use std::time::Duration;

use bytes::Bytes;
use tokio::io::AsyncWriteExt;
use tokio::net::TcpStream;

use dbproxy::client::ClientError;
use dbproxy::cluster::MemoryCluster;
use dbproxy::protocol::{Consistency, Order, OrderKind};
use dbproxy::wire;

use proxy_test_support::{ProxyTestServer, key_value_rows, row};

const SELECT_KV: &str = "SELECT k, v FROM ks.kv";

#[tokio::test(flavor = "multi_thread")]
async fn test_execute_create_returns_empty_success() {
    let server = ProxyTestServer::start(MemoryCluster::new()).await;
    let mut client = server.client().await;

    let order = Order::execute("CREATE TABLE ks.kv (k text PRIMARY KEY, v text)")
        .with_consistency(Consistency::Quorum);
    let result = client.send(&order).await.unwrap();

    assert!(result.succeeded());
    assert!(result.is_empty());

    let executed = server.cluster.executed();
    assert_eq!(executed.len(), 1);
    assert_eq!(executed[0].statement.consistency, Consistency::Quorum);
    assert_eq!(executed[0].timeout, None);
}

#[tokio::test(flavor = "multi_thread")]
async fn test_cursor_pages_through_result() {
    let cluster = MemoryCluster::new().with_result(SELECT_KV, key_value_rows(5));
    let server = ProxyTestServer::start(cluster).await;
    let mut client = server.client().await;

    let declared = client
        .send(&Order::declare_cursor(SELECT_KV, 2, 2))
        .await
        .unwrap();
    assert!(declared.succeeded());
    assert_eq!(declared.cursor_index(), Some(0));
    assert_eq!(declared.len(), 1 + 4);
    assert_eq!(declared.cursor_rows(2).next().unwrap(), &row(&["k0", "v0"])[..]);

    let page = client.fetch_cursor(0, 2).await.unwrap();
    assert_eq!(page, vec![row(&["k2", "v2"]), row(&["k3", "v3"])]);

    let page = client.fetch_cursor(0, 2).await.unwrap();
    assert_eq!(page, vec![row(&["k4", "v4"])]);

    let end = client.send(&Order::fetch_cursor(0)).await.unwrap();
    assert!(end.succeeded());
    assert!(end.is_empty());

    client.close_cursor(0).await.unwrap();
    assert!(matches!(
        client.fetch_cursor(0, 2).await,
        Err(ClientError::Failed(OrderKind::FetchCursor))
    ));
}

#[tokio::test(flavor = "multi_thread")]
async fn test_cursor_indices_are_never_reassigned() {
    let cluster = MemoryCluster::new().with_result(SELECT_KV, key_value_rows(1));
    let server = ProxyTestServer::start(cluster).await;
    let mut client = server.client().await;

    for expected in 0..3 {
        let (index, _) = client.declare_cursor(SELECT_KV, 2, 1).await.unwrap();
        assert_eq!(index, expected);
    }

    // A closed slot in the middle stays closed.
    client.close_cursor(1).await.unwrap();
    let (index, _) = client.declare_cursor(SELECT_KV, 2, 1).await.unwrap();
    assert_eq!(index, 3);
    assert!(client.fetch_cursor(1, 2).await.is_err());
    assert!(client.fetch_cursor(2, 2).await.is_ok());

    // Closing the highest open cursor gives its index back.
    client.close_cursor(3).await.unwrap();
    let (index, _) = client.declare_cursor(SELECT_KV, 2, 1).await.unwrap();
    assert_eq!(index, 3);

    // Never issued.
    assert!(client.close_cursor(17).await.is_err());
}

#[tokio::test(flavor = "multi_thread")]
async fn test_oversized_declare_takes_no_index() {
    let cluster = MemoryCluster::new().with_result(SELECT_KV, key_value_rows(40_000));
    let server = ProxyTestServer::start(cluster).await;
    let mut client = server.client().await;

    assert!(matches!(
        client.declare_cursor(SELECT_KV, 2, 40_000).await,
        Err(ClientError::Failed(OrderKind::DeclareCursor))
    ));
    let (index, first) = client.declare_cursor(SELECT_KV, 2, 3).await.unwrap();
    assert_eq!(index, 0);
    assert_eq!(first.len(), 3);
    assert!(client.fetch_cursor(1, 2).await.is_err());
}

#[tokio::test(flavor = "multi_thread")]
async fn test_connections_have_separate_cursors() {
    let cluster = MemoryCluster::new()
        .with_result("SELECT a", vec![row(&["a1"]), row(&["a2"])])
        .with_result("SELECT b", vec![row(&["b1"]), row(&["b2"])]);
    let server = ProxyTestServer::start(cluster).await;
    let mut a = server.client().await;
    let mut b = server.client().await;

    let (index_a, first_a) = a.declare_cursor("SELECT a", 1, 1).await.unwrap();
    let (index_b, first_b) = b.declare_cursor("SELECT b", 1, 1).await.unwrap();
    assert_eq!((index_a, index_b), (0, 0));
    assert_eq!(first_a, vec![row(&["a1"])]);
    assert_eq!(first_b, vec![row(&["b1"])]);

    b.close_cursor(0).await.unwrap();
    assert_eq!(a.fetch_cursor(0, 1).await.unwrap(), vec![row(&["a2"])]);
    assert!(b.fetch_cursor(0, 1).await.is_err());
}

#[tokio::test(flavor = "multi_thread")]
async fn test_hang_up_mid_frame_leaves_others_untouched() {
    let cluster = MemoryCluster::new().with_result(SELECT_KV, key_value_rows(4));
    let server = ProxyTestServer::start(cluster).await;

    let mut survivor = server.client().await;
    survivor.declare_cursor(SELECT_KV, 2, 2).await.unwrap();
    let schema = survivor.describe_cluster().await.unwrap();

    let mut frame = Vec::new();
    wire::write_order(&mut frame, &Order::declare_cursor(SELECT_KV, 2, 2))
        .await
        .unwrap();
    let mut quitter = server.connect_raw().await;
    quitter.write_all(&frame[..frame.len() / 2]).await.unwrap();
    drop(quitter);
    tokio::time::sleep(Duration::from_millis(50)).await;

    let page = survivor.fetch_cursor(0, 2).await.unwrap();
    assert_eq!(page, vec![row(&["k2", "v2"]), row(&["k3", "v3"])]);
    assert!(server.schema_cache.is_populated().await);
    assert_eq!(survivor.describe_cluster().await.unwrap(), schema);
    assert_eq!(server.cluster.describe_calls(), 1);
}

#[tokio::test(flavor = "multi_thread")]
async fn test_schema_cache_shared_and_invalidated() {
    let server = ProxyTestServer::start(MemoryCluster::new()).await;
    let mut a = server.client().await;
    let mut b = server.client().await;

    let first = a.describe_cluster().await.unwrap();
    assert_eq!(b.describe_cluster().await.unwrap(), first);
    assert_eq!(server.cluster.describe_calls(), 1);

    let alter = Order::execute("ALTER TABLE ks.kv ADD extra text").clearing_schema_cache();
    assert!(b.send(&alter).await.unwrap().succeeded());

    let second = a.describe_cluster().await.unwrap();
    assert_ne!(second, first);
    assert_eq!(server.cluster.describe_calls(), 2);
}

#[tokio::test(flavor = "multi_thread")]
async fn test_concurrent_describe_introspects_once() {
    let cluster = MemoryCluster::new()
        .with_schema(Bytes::from_static(b"keyspaces"))
        .with_describe_delay(Duration::from_millis(50));
    let server = ProxyTestServer::start(cluster).await;

    let mut tasks = Vec::new();
    for _ in 0..6 {
        let mut client = server.client().await;
        tasks.push(tokio::spawn(async move {
            client.describe_cluster().await.unwrap()
        }));
    }
    for task in tasks {
        assert_eq!(task.await.unwrap(), "keyspaces");
    }
    assert_eq!(server.cluster.describe_calls(), 1);
}

#[tokio::test(flavor = "multi_thread")]
async fn test_failed_order_keeps_connection() {
    let cluster = MemoryCluster::new().fail_on("INSERT INTO missing (k) VALUES (1)", "unconfigured table");
    let server = ProxyTestServer::start(cluster).await;
    let mut client = server.client().await;

    assert!(matches!(
        client.execute("INSERT INTO missing (k) VALUES (1)").await,
        Err(ClientError::Failed(OrderKind::Execute))
    ));
    assert!(client.fetch_cursor(0, 1).await.is_err());
    client.execute("INSERT INTO ks.kv (k, v) VALUES ('a', 'b')").await.unwrap();
}

#[tokio::test(flavor = "multi_thread")]
async fn test_rows_with_parameters() {
    let cluster = MemoryCluster::new().with_result(
        "SELECT v FROM ks.kv WHERE k = ?",
        vec![row(&["value"])],
    );
    let server = ProxyTestServer::start(cluster).await;
    let mut client = server.client().await;

    let order = Order::rows("SELECT v FROM ks.kv WHERE k = ?", 1)
        .with_parameter(Bytes::from_static(b"key"))
        .with_timestamp(1_234);
    let result = client.send(&order).await.unwrap();
    assert_eq!(result.blobs(), &[Bytes::from_static(b"value")]);

    let statement = &server.cluster.executed()[0].statement;
    assert_eq!(statement.parameters, vec![Bytes::from_static(b"key")]);
    assert_eq!(statement.timestamp, Some(1_234));

    assert_eq!(client.rows("SELECT nothing", 1).await.unwrap(), None);
}

#[tokio::test(flavor = "multi_thread")]
async fn test_custom_timeout_uses_ephemeral_session() {
    let cluster = MemoryCluster::new().with_delay("SELECT slow", Duration::from_millis(300));
    let server = ProxyTestServer::start(cluster).await;
    let mut client = server.client().await;

    let order = Order::rows("SELECT slow", 1).with_timeout(Duration::from_millis(20));
    assert!(!client.send(&order).await.unwrap().succeeded());

    let quick = Order::execute("SELECT quick").with_timeout(Duration::from_secs(5));
    assert!(client.send(&quick).await.unwrap().succeeded());

    assert_eq!(
        server.cluster.derived_timeouts(),
        vec![Duration::from_millis(20), Duration::from_secs(5)]
    );
    let executed = server.cluster.executed();
    assert!(executed.iter().all(|e| e.timeout.is_some()));
}

#[tokio::test(flavor = "multi_thread")]
async fn test_cursor_with_timeout_keeps_its_session() {
    let cluster = MemoryCluster::new().with_result(SELECT_KV, key_value_rows(3));
    let server = ProxyTestServer::start(cluster).await;
    let mut client = server.client().await;

    let declare = Order::declare_cursor(SELECT_KV, 2, 2).with_timeout(Duration::from_secs(2));
    let declared = client.send(&declare).await.unwrap();
    assert_eq!(declared.cursor_index(), Some(0));

    assert_eq!(client.fetch_cursor(0, 2).await.unwrap(), vec![row(&["k2", "v2"])]);
    assert_eq!(server.cluster.derived_timeouts(), vec![Duration::from_secs(2)]);
    assert_eq!(
        server.cluster.page_fetch_timeouts(),
        vec![Some(Duration::from_secs(2))]
    );
}

#[tokio::test(flavor = "multi_thread")]
async fn test_shutdown_disconnects_idle_clients() {
    let mut server = ProxyTestServer::start(MemoryCluster::new()).await;

    let mut stream = TcpStream::connect(server.addr).await.unwrap();
    wire::write_order(&mut stream, &Order::execute("USE ks")).await.unwrap();
    assert!(wire::read_result(&mut stream).await.unwrap().succeeded());

    server.stop().await;

    let err = wire::read_result(&mut stream).await.unwrap_err();
    assert!(err.is_clean_disconnect(), "unexpected error: {err}");
    assert!(TcpStream::connect(server.addr).await.is_err());
}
┄┄┄┄┄┄┄┄┄┄┄┄┄┄┄┄┄┄┄┄
TO DO
Which lines of the records above contain the word "alter"? Copy each of them.

RESULT FOR THIS TASK
    let alter = Order::execute("ALTER TABLE ks.kv ADD extra text").clearing_schema_cache();
    assert!(b.send(&alter).await.unwrap().succeeded());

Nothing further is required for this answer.